NYCPlanning / data-engineering

Primary repository for NYC DCP's Data Engineering team
19 stars 0 forks source link

Pluto 24v3 #976

Open sf-dcp opened 1 month ago

sf-dcp commented 1 month ago

Main tasks

Data loading

Manual Updates

Updated 2x a year typically in June and December

Automated Updates

Open data automated pull

Check here to see the latest run

DOF Automated Pull and Number of Buildings

Updated with Quarterly updates (check here)

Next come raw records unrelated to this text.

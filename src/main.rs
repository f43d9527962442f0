use anyhow::{anyhow, Context, Result};
use clap::{Arg, ArgAction, ArgMatches, Command};
use serde::Serialize;
use std::path::PathBuf;
use std::sync::Arc;
use std::time::Duration;
use tracing::{debug, error, info, warn};
use tracing_subscriber::EnvFilter;

use video_ingest_rust::processing::parse_qualities;
use video_ingest_rust::{
    AudioExtractor, CancellationToken, Config, FfmpegEngine, JobRequest, MediaEngine,
    MetadataProber, PipelineCoordinator, ProfileTable, QualityPolicy, SourceFile, ThumbnailPlan,
    Validator,
};

fn input_arg() -> Arg {
    Arg::new("input")
        .short('i')
        .long("input")
        .value_name("FILE")
        .help("Source video file")
        .required(true)
}

fn cli() -> Command {
    Command::new("Video Ingest (Rust)")
        .version("0.1.0")
        .about("Probe, validate, thumbnail and transcode uploaded videos")
        .subcommand_required(true)
        .arg(
            Arg::new("config")
                .short('c')
                .long("config")
                .value_name("FILE")
                .help("Configuration file")
                .global(true),
        )
        .arg(
            Arg::new("verbose")
                .short('v')
                .long("verbose")
                .help("Enable verbose logging")
                .action(ArgAction::SetTrue)
                .global(true),
        )
        .subcommand(
            Command::new("process")
                .about("Run the full ingestion pipeline for one source")
                .arg(input_arg())
                .arg(
                    Arg::new("video-dir")
                        .long("video-dir")
                        .value_name("DIR")
                        .help("Directory for quality variants"),
                )
                .arg(
                    Arg::new("thumbnail-dir")
                        .long("thumbnail-dir")
                        .value_name("DIR")
                        .help("Directory for thumbnails"),
                )
                .arg(
                    Arg::new("quality")
                        .short('q')
                        .long("quality")
                        .value_name("QUALITY")
                        .help("Quality variant to produce (240p, 360p, 480p, 720p, 1080p)")
                        .action(ArgAction::Append),
                )
                .arg(
                    Arg::new("thumbnails")
                        .long("thumbnails")
                        .value_name("COUNT")
                        .help("Capture COUNT evenly spaced thumbnails")
                        .value_parser(clap::value_parser!(usize))
                        .conflicts_with_all(["thumbnail-at", "thumbnail", "no-thumbnail"]),
                )
                .arg(
                    Arg::new("thumbnail-at")
                        .long("thumbnail-at")
                        .value_name("SECS")
                        .help("Capture one thumbnail at this offset")
                        .value_parser(clap::value_parser!(u64))
                        .conflicts_with_all(["thumbnail", "no-thumbnail"]),
                )
                .arg(
                    Arg::new("thumbnail")
                        .long("thumbnail")
                        .value_name("FILE")
                        .help("Use an existing thumbnail instead of capturing one")
                        .conflicts_with("no-thumbnail"),
                )
                .arg(
                    Arg::new("no-thumbnail")
                        .long("no-thumbnail")
                        .help("Skip thumbnail capture")
                        .action(ArgAction::SetTrue),
                )
                .arg(
                    Arg::new("workers")
                        .short('w')
                        .long("workers")
                        .value_name("NUM")
                        .help("Number of parallel workers")
                        .value_parser(clap::value_parser!(usize)),
                )
                .arg(
                    Arg::new("policy")
                        .long("policy")
                        .value_name("POLICY")
                        .help("best-effort, require-any or require-all"),
                )
                .arg(
                    Arg::new("timeout")
                        .long("timeout")
                        .value_name("SECS")
                        .help("Cancel the job after this many seconds")
                        .value_parser(clap::value_parser!(u64)),
                )
                .arg(
                    Arg::new("report")
                        .long("report")
                        .value_name("FILE")
                        .help("Also write the result as JSON to this file"),
                ),
        )
        .subcommand(
            Command::new("probe")
                .about("Print source metadata as JSON")
                .arg(input_arg()),
        )
        .subcommand(
            Command::new("validate")
                .about("Probe and validate a source")
                .arg(input_arg()),
        )
        .subcommand(
            Command::new("extract-audio")
                .about("Extract the audio track of a source")
                .arg(input_arg())
                .arg(
                    Arg::new("output-dir")
                        .short('o')
                        .long("output-dir")
                        .value_name("DIR")
                        .help("Output directory for the audio file"),
                ),
        )
        .subcommand(Command::new("profiles").about("List the quality profiles"))
}

fn init_logging(level: &str) {
    let filter = EnvFilter::try_from_default_env()
        .unwrap_or_else(|_| EnvFilter::new(format!("video_ingest_rust={},warn", level)));
    tracing_subscriber::fmt().with_env_filter(filter).init();
}

fn print_json<T: Serialize>(value: &T) -> Result<()> {
    println!("{}", serde_json::to_string_pretty(value)?);
    Ok(())
}

fn input_path(matches: &ArgMatches) -> Result<PathBuf> {
    matches
        .get_one::<String>("input")
        .map(PathBuf::from)
        .ok_or_else(|| anyhow!("--input is required"))
}

/// Cancel `cancel` on Ctrl-C or once `timeout` elapses
fn spawn_cancel_watcher(
    cancel: CancellationToken,
    timeout: Option<u64>,
) -> tokio::task::JoinHandle<()> {
    tokio::spawn(async move {
        let interrupted = async {
            if tokio::signal::ctrl_c().await.is_err() {
                std::future::pending::<()>().await;
            }
        };
        let timed_out = async {
            match timeout {
                Some(secs) => tokio::time::sleep(Duration::from_secs(secs)).await,
                None => std::future::pending::<()>().await,
            }
        };

        tokio::select! {
            _ = interrupted => warn!("🛑 Interrupt received, cancelling job"),
            _ = timed_out => warn!("⏰ Job timed out, cancelling"),
        }
        cancel.cancel();
    })
}

async fn run_process(
    matches: &ArgMatches,
    config: &Config,
    engine: Arc<dyn MediaEngine>,
) -> Result<()> {
    let source = SourceFile::stage(input_path(matches)?).await?;
    let mut request = JobRequest::from_config(source, config)?;

    if let Some(dir) = matches.get_one::<String>("video-dir") {
        request.video_dir = PathBuf::from(dir);
    }
    if let Some(dir) = matches.get_one::<String>("thumbnail-dir") {
        request.thumbnail_dir = PathBuf::from(dir);
    }
    if let Some(names) = matches.get_many::<String>("quality") {
        request.qualities = parse_qualities(names.map(String::as_str))?;
    }

    if matches.get_flag("no-thumbnail") {
        request.thumbnails = ThumbnailPlan::None;
    } else if let Some(path) = matches.get_one::<String>("thumbnail") {
        request.thumbnails = ThumbnailPlan::Supplied(PathBuf::from(path));
    } else if let Some(offset) = matches.get_one::<u64>("thumbnail-at") {
        request.thumbnails = ThumbnailPlan::Single { offset: *offset };
    } else if let Some(count) = matches.get_one::<usize>("thumbnails") {
        request.thumbnails = ThumbnailPlan::Evenly { count: *count };
    }

    let mut coordinator = PipelineCoordinator::new(config, engine);
    if let Some(workers) = matches.get_one::<usize>("workers") {
        if *workers == 0 {
            return Err(anyhow!("--workers must be greater than 0"));
        }
        coordinator = coordinator.with_max_workers(*workers);
    }
    if let Some(policy) = matches.get_one::<String>("policy") {
        let policy: QualityPolicy = policy.parse().map_err(|e: String| anyhow!(e))?;
        coordinator = coordinator.with_quality_policy(policy);
    }

    let timeout = matches
        .get_one::<u64>("timeout")
        .copied()
        .or(config.performance.job_timeout_secs);
    let report = matches
        .get_one::<String>("report")
        .map(PathBuf::from)
        .or_else(|| config.output.report_file.clone());

    info!("📁 Source: {}", request.source.path().display());
    info!("📂 Videos: {}", request.video_dir.display());
    info!("🖼️ Thumbnails: {}", request.thumbnail_dir.display());

    let cancel = CancellationToken::new();
    let watcher = spawn_cancel_watcher(cancel.clone(), timeout);
    let outcome = coordinator.process_with_cancel(request, &cancel).await;
    watcher.abort();

    match outcome {
        Ok(result) => {
            if let Some(path) = report {
                result.save_report(&path).await?;
            }
            info!(
                "✅ Successful qualities: {:?}, ❌ failed: {:?}",
                result.successful_qualities(),
                result.failed_qualities()
            );
            print_json(&result)
        }
        Err(e) => {
            error!("Job failed at {} stage: {}", e.stage(), e);
            Err(anyhow!(e))
        }
    }
}

#[tokio::main]
async fn main() -> Result<()> {
    let matches = cli().get_matches();

    let mut config = match matches.get_one::<String>("config") {
        Some(path) => Config::load_from(&PathBuf::from(path))?,
        None => Config::load().unwrap_or_default(),
    };
    if matches.get_flag("verbose") {
        config.output.log_level = "debug".to_string();
    }

    init_logging(&config.output.log_level);
    config.validate().context("Invalid configuration")?;
    debug!("{}", config.summary());

    let engine: Arc<dyn MediaEngine> = Arc::new(FfmpegEngine::new(&config.engine));

    match matches.subcommand() {
        Some(("process", sub)) => run_process(sub, &config, engine).await?,
        Some(("probe", sub)) => {
            let prober = MetadataProber::new(engine);
            let metadata = prober.probe(&input_path(sub)?).await?;
            print_json(&metadata)?;
        }
        Some(("validate", sub)) => {
            let prober = MetadataProber::new(engine);
            let validator = Validator::new((&config.validation).into());
            let verdict = validator.validate_source(&prober, &input_path(sub)?).await;
            print_json(&verdict)?;
            if !verdict.is_valid {
                std::process::exit(1);
            }
        }
        Some(("extract-audio", sub)) => {
            let output_dir = sub
                .get_one::<String>("output-dir")
                .map(PathBuf::from)
                .unwrap_or_else(|| config.output.audio_dir.clone());
            let extractor = AudioExtractor::new(engine, &config.audio);

            let cancel = CancellationToken::new();
            let watcher = spawn_cancel_watcher(cancel.clone(), config.performance.job_timeout_secs);
            let outcome = extractor.extract(&input_path(sub)?, &output_dir, &cancel).await;
            watcher.abort();

            let audio_path = outcome?;
            println!("{}", audio_path.display());
        }
        Some(("profiles", _)) => {
            let profiles: Vec<_> = ProfileTable::standard().iter().copied().collect();
            print_json(&profiles)?;
        }
        _ => return Err(anyhow!("Unknown command")),
    }

    Ok(())
}
use chrono::{DateTime, Utc};
use serde::{Deserialize, Serialize};
use tracing::debug;

use crate::error::PipelineError;

/// Lifecycle of one ingestion job
#[derive(Debug, Clone, Copy, PartialEq, Eq, Hash, Serialize, Deserialize)]
pub enum JobState {
    /// Source handed over, nothing run yet
    Staged,

    /// Metadata extracted
    Probed,

    /// Acceptance rules passed
    Validated,

    /// Thumbnail and transcode tasks in flight
    Processing,

    Completed,

    Failed,
}

impl JobState {
    pub fn is_terminal(&self) -> bool {
        matches!(self, JobState::Completed | JobState::Failed)
    }

    /// Forward edges of the job state machine; any live state may fail
    pub fn can_transition_to(&self, next: JobState) -> bool {
        use JobState::*;
        match (self, next) {
            (Staged, Probed) | (Probed, Validated) | (Validated, Processing) | (Processing, Completed) => true,
            (from, Failed) => !from.is_terminal(),
            _ => false,
        }
    }
}

#[derive(Debug, Clone, Serialize, Deserialize)]
pub struct StateTransition {
    pub from: JobState,
    pub to: JobState,
    pub at: DateTime<Utc>,
}

/// Tracks the current state of a job and every transition it has made
#[derive(Debug, Clone)]
pub struct JobStateMachine {
    current: JobState,
    history: Vec<StateTransition>,
}

impl JobStateMachine {
    pub fn new() -> Self {
        Self {
            current: JobState::Staged,
            history: Vec::new(),
        }
    }

    pub fn current(&self) -> JobState {
        self.current
    }

    pub fn history(&self) -> &[StateTransition] {
        &self.history
    }

    /// States visited so far, starting with `Staged`
    pub fn visited(&self) -> Vec<JobState> {
        std::iter::once(JobState::Staged)
            .chain(self.history.iter().map(|t| t.to))
            .collect()
    }

    pub fn advance(&mut self, next: JobState) -> Result<(), PipelineError> {
        if !self.current.can_transition_to(next) {
            return Err(PipelineError::InvalidTransition {
                from: self.current,
                to: next,
            });
        }
        debug!("Job state {:?} -> {:?}", self.current, next);
        self.history.push(StateTransition {
            from: self.current,
            to: next,
            at: Utc::now(),
        });
        self.current = next;
        Ok(())
    }

    /// Move to `Failed`; a no-op once the job is already terminal
    pub fn fail(&mut self) {
        if !self.current.is_terminal() {
            // Failed is reachable from every live state
            let _ = self.advance(JobState::Failed);
        }
    }
}

impl Default for JobStateMachine {
    fn default() -> Self {
        Self::new()
    }
}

Updated with Zoning Taxlots

(check here for latest run).

These are all produced by GIS, who typically update them sometime in the first week of each month. Check in with them before archiving with data library

Never Updated (Safe to ignore)

damonmcc commented 1 month ago

waiting for PR https://github.com/NYCPlanning/data-engineering/pull/977 for a PLUTO zoning fix and for COLP to pass QA

sf-dcp commented 4 weeks ago

Zoning fix has been merged. COLP is still in QA. We decided to proceed with PLUTO build based on the previous COLP version (Dec '23) to avoid release delays

sf-dcp commented 4 weeks ago

Preliminary DE QA review based on the QAQC page ("last of same version type" comparison type):

Build: sf-pluto-24v3

Aggregate Changes

Expected Value Comparison

Outlier Analysis

New and Vanished BBLs

fvankrieken commented 4 weeks ago

Couple random comments

So seems like two big things to flag for gis

fvankrieken commented 4 weeks ago

The sanitation districts is odd - looks like this only comes from dsny_frequencies? Which really hasn't changed in the last year

sf-dcp commented 3 weeks ago

With GIS for QA review.

caseysmithpgh commented 2 weeks ago

QA'ed PLUTO today. Everything seems to be in order, just going to have Jack take a look at it tomorrow for final conformation.

Two quick flags:

FYI @NYCPlanning/data-engineering @jackrosacker @croswell81

fvankrieken commented 2 weeks ago

Copying my note on zd3/4 from last time - only 215 records have zd3, only 13 have zd4.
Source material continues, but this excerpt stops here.